## WHAT IS REQUIRED
Go through the lines below and copy each one that holds the string "sibling".

(Saved entries)
use std::fmt::Display;
use std::fs;
use std::path::{Path, PathBuf};
use std::process;

use clap::{Parser, Subcommand, ValueEnum};
use fdgh_core::convert::{self, Inspection};
use fdgh_core::xbin::{self, XBIN_MAGIC};
use fdgh_core::{Collation, EncodeOptions, XbinConfig};
use tracing::{debug, info};
use tracing_subscriber::EnvFilter;

#[derive(Copy, Clone, Debug, PartialEq, Eq, ValueEnum)]
enum CollationArg {
    Legacy,
    Current,
}

#[derive(Debug, Parser)]
#[command(name = "fdgh", author, version, about)]
struct Cli {
    /// Log section offsets and detected modes.
    #[arg(short, long, global = true)]
    verbose: bool,
    #[command(subcommand)]
    command: Command,
}

#[derive(Debug, Subcommand)]
enum Command {
    /// Convert a binary FDGH file to XML, or XML back to binary.
    Convert {
        input: PathBuf,
        output: Option<PathBuf>,
        #[arg(long)]
        overwrite: bool,
        /// Sort order for the asset table when writing binary.
        #[arg(long, value_enum, default_value_t = CollationArg::Current)]
        collation: CollationArg,
    },
    /// Strip the XBIN container and print its configuration string.
    Unpack {
        input: PathBuf,
        output: Option<PathBuf>,
        #[arg(long)]
        overwrite: bool,
    },
    /// Wrap raw bytes in an XBIN container.
    Pack {
        input: PathBuf,
        #[arg(value_name = "VERSION,ENDIANNESS,METADATA", value_parser = parse_config)]
        config: XbinConfig,
        output: Option<PathBuf>,
        #[arg(long)]
        overwrite: bool,
    },
    /// Summarize a binary FDGH file.
    Inspect {
        input: PathBuf,
        #[arg(long)]
        json: bool,
    },
}

#[derive(Copy, Clone, Debug, PartialEq, Eq)]
enum Direction {
    ToXml,
    ToBinary,
}

fn main() {
    let cli = Cli::parse();
    init_logging(cli.verbose);

    match cli.command {
        Command::Convert {
            input,
            output,
            overwrite,
            collation,
        } => run_convert(&input, output, overwrite, to_core_collation(collation)),
        Command::Unpack {
            input,
            output,
            overwrite,
        } => run_unpack(&input, output, overwrite),
        Command::Pack {
            input,
            config,
            output,
            overwrite,
        } => run_pack(&input, &config, output, overwrite),
        Command::Inspect { input, json } => run_inspect(&input, json),
    }
}

fn init_logging(verbose: bool) {
    let filter = if verbose {
        EnvFilter::new("debug")
    } else {
        EnvFilter::try_from_default_env().unwrap_or_else(|_| EnvFilter::new("info"))
    };
    tracing_subscriber::fmt()
        .with_env_filter(filter)
        .with_writer(std::io::stderr)
        .with_target(false)
        .init();
}

fn run_convert(input: &Path, output: Option<PathBuf>, overwrite: bool, collation: Collation) {
    let bytes = read_input(input);
    let direction = sniff(input, &bytes);
    debug!(?direction, "detected input kind");

    match direction {
        Direction::ToXml => {
            let out_path = resolve_output(output, input.with_extension("xml"), overwrite);
            info!("Converting FDGH to XML");
            let xml = convert::binary_to_xml(&bytes).unwrap_or_else(|e| {
                fail(format_args!("Error converting {}: {e}", input.display()))
            });
            write_output(&out_path, xml.as_bytes());
        }
        Direction::ToBinary => {
            let out_path = resolve_output(output, input.with_extension("dat"), overwrite);
            info!("Converting XML to FDGH");
            let xml = convert::xml_from_bytes(&bytes).unwrap_or_else(|e| {
                fail(format_args!("Error reading {}: {e}", input.display()))
            });
            let binary = convert::xml_to_binary(xml, &EncodeOptions { collation })
                .unwrap_or_else(|e| {
                    fail(format_args!("Error converting {}: {e}", input.display()))
                });
            write_output(&out_path, &binary);
        }
    }
    info!("Done");
}

fn run_unpack(input: &Path, output: Option<PathBuf>, overwrite: bool) {
    let bytes = read_input(input);
    let unwrapped = xbin::unwrap(&bytes).unwrap_or_else(|e| {
        fail(format_args!("Error unpacking {}: {e}", input.display()))
    });
    let config = XbinConfig {
        version: unwrapped.version,
        endianness: unwrapped.endianness,
        metadata: unwrapped.metadata,
    };

    let out_path = resolve_output(output, sibling(input, "unpacked.bin"), overwrite);
    write_output(&out_path, unwrapped.payload);
    println!("{config}");
}

fn run_pack(input: &Path, config: &XbinConfig, output: Option<PathBuf>, overwrite: bool) {
    let bytes = read_input(input);
    let packed = xbin::wrap(config.endianness, &bytes, config.metadata, config.version)
        .unwrap_or_else(|e| fail(format_args!("Error packing {}: {e}", input.display())));

    let out_path = resolve_output(output, sibling(input, "packed.bin"), overwrite);
    write_output(&out_path, &packed);
}

fn run_inspect(input: &Path, json: bool) {
    let bytes = read_input(input);
    let inspection = convert::inspect(&bytes).unwrap_or_else(|e| {
        fail(format_args!("Error parsing {}: {e}", input.display()))
    });

    if json {
        let rendered = serde_json::to_string_pretty(&inspection.report()).unwrap_or_else(|e| {
            fail(format_args!("Error rendering JSON output: {e}"))
        });
        println!("{rendered}");
    } else {
        print_summary(&inspection);
    }
}

fn print_summary(inspection: &Inspection) {
    let summary = inspection.document.summary();
    println!(
        "Container:    XBIN v{}, {} endian, metadata {:#x}",
        summary.xbin_version, summary.endianness, inspection.metadata
    );
    println!(
        "Strings:      {} null terminator(s), asset hashes {}",
        summary.num_string_null_terminators,
        summary.asset_name_hashes.as_deref().unwrap_or("none")
    );
    println!(
        "World map:    value {}, {} entries",
        summary.world_map_value, summary.world_map_entries
    );
    println!(
        "Rooms:        {} ({} links, {} asset references)",
        summary.room_count, summary.link_count, summary.asset_reference_count
    );
    println!("Assets:       {} distinct", summary.distinct_asset_count);
    println!("Layout:");
    for section in &inspection.layout.sections {
        println!(
            "  {:<10} 0x{:06x}..0x{:06x} ({} bytes)",
            format!("{:?}", section.id),
            section.range.start,
            section.range.end,
            section.range.len()
        );
    }
    for gap in inspection.layout.gaps() {
        println!(
            "  {:<10} 0x{:06x}..0x{:06x} ({} bytes)",
            "(unused)",
            gap.start,
            gap.end,
            gap.len()
        );
    }
}

/// XBIN magic means binary; a leading `<` means XML. Anything else is
/// decided by the file extension.
fn sniff(path: &Path, bytes: &[u8]) -> Direction {
    if bytes.starts_with(XBIN_MAGIC) {
        return Direction::ToXml;
    }
    let text = bytes.strip_prefix(b"\xEF\xBB\xBF").unwrap_or(bytes);
    if text.iter().find(|b| !b.is_ascii_whitespace()) == Some(&b'<') {
        return Direction::ToBinary;
    }
    let is_xml = path
        .extension()
        .is_some_and(|ext| ext.eq_ignore_ascii_case("xml"));
    if is_xml {
        Direction::ToBinary
    } else {
        Direction::ToXml
    }
}

/// `<dir>/<stem>.<suffix>` next to the input.
fn sibling(input: &Path, suffix: &str) -> PathBuf {
    let stem = input
        .file_stem()
        .map(|stem| stem.to_string_lossy().into_owned())
        .unwrap_or_default();
    input.with_file_name(format!("{stem}.{suffix}"))
}

fn resolve_output(explicit: Option<PathBuf>, default: PathBuf, overwrite: bool) -> PathBuf {
    if let Some(path) = explicit {
        return path;
    }
    if default.exists() && !overwrite {
        fail(format_args!(
            "{} already exists; pass --overwrite or name an output path",
            default.display()
        ));
    }
    default
}

fn read_input(path: &Path) -> Vec<u8> {
    fs::read(path).unwrap_or_else(|e| fail(format_args!("Error reading {}: {e}", path.display())))
}

fn write_output(path: &Path, bytes: &[u8]) {
    fs::write(path, bytes)
        .unwrap_or_else(|e| fail(format_args!("Error writing {}: {e}", path.display())));
    info!(path = %path.display(), bytes = bytes.len(), "wrote output");
}

fn fail(message: impl Display) -> ! {
    eprintln!("{message}");
    process::exit(1);
}

fn parse_config(value: &str) -> Result<XbinConfig, String> {
    value.parse::<XbinConfig>().map_err(|e| e.to_string())
}

fn to_core_collation(collation: CollationArg) -> Collation {
    match collation {
        CollationArg::Legacy => Collation::Legacy,
        CollationArg::Current => Collation::Current,
    }
}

## TASK ANSWER
    let out_path = resolve_output(output, sibling(input, "unpacked.bin"), overwrite);
    let out_path = resolve_output(output, sibling(input, "packed.bin"), overwrite);
fn sibling(input: &Path, suffix: &str) -> PathBuf {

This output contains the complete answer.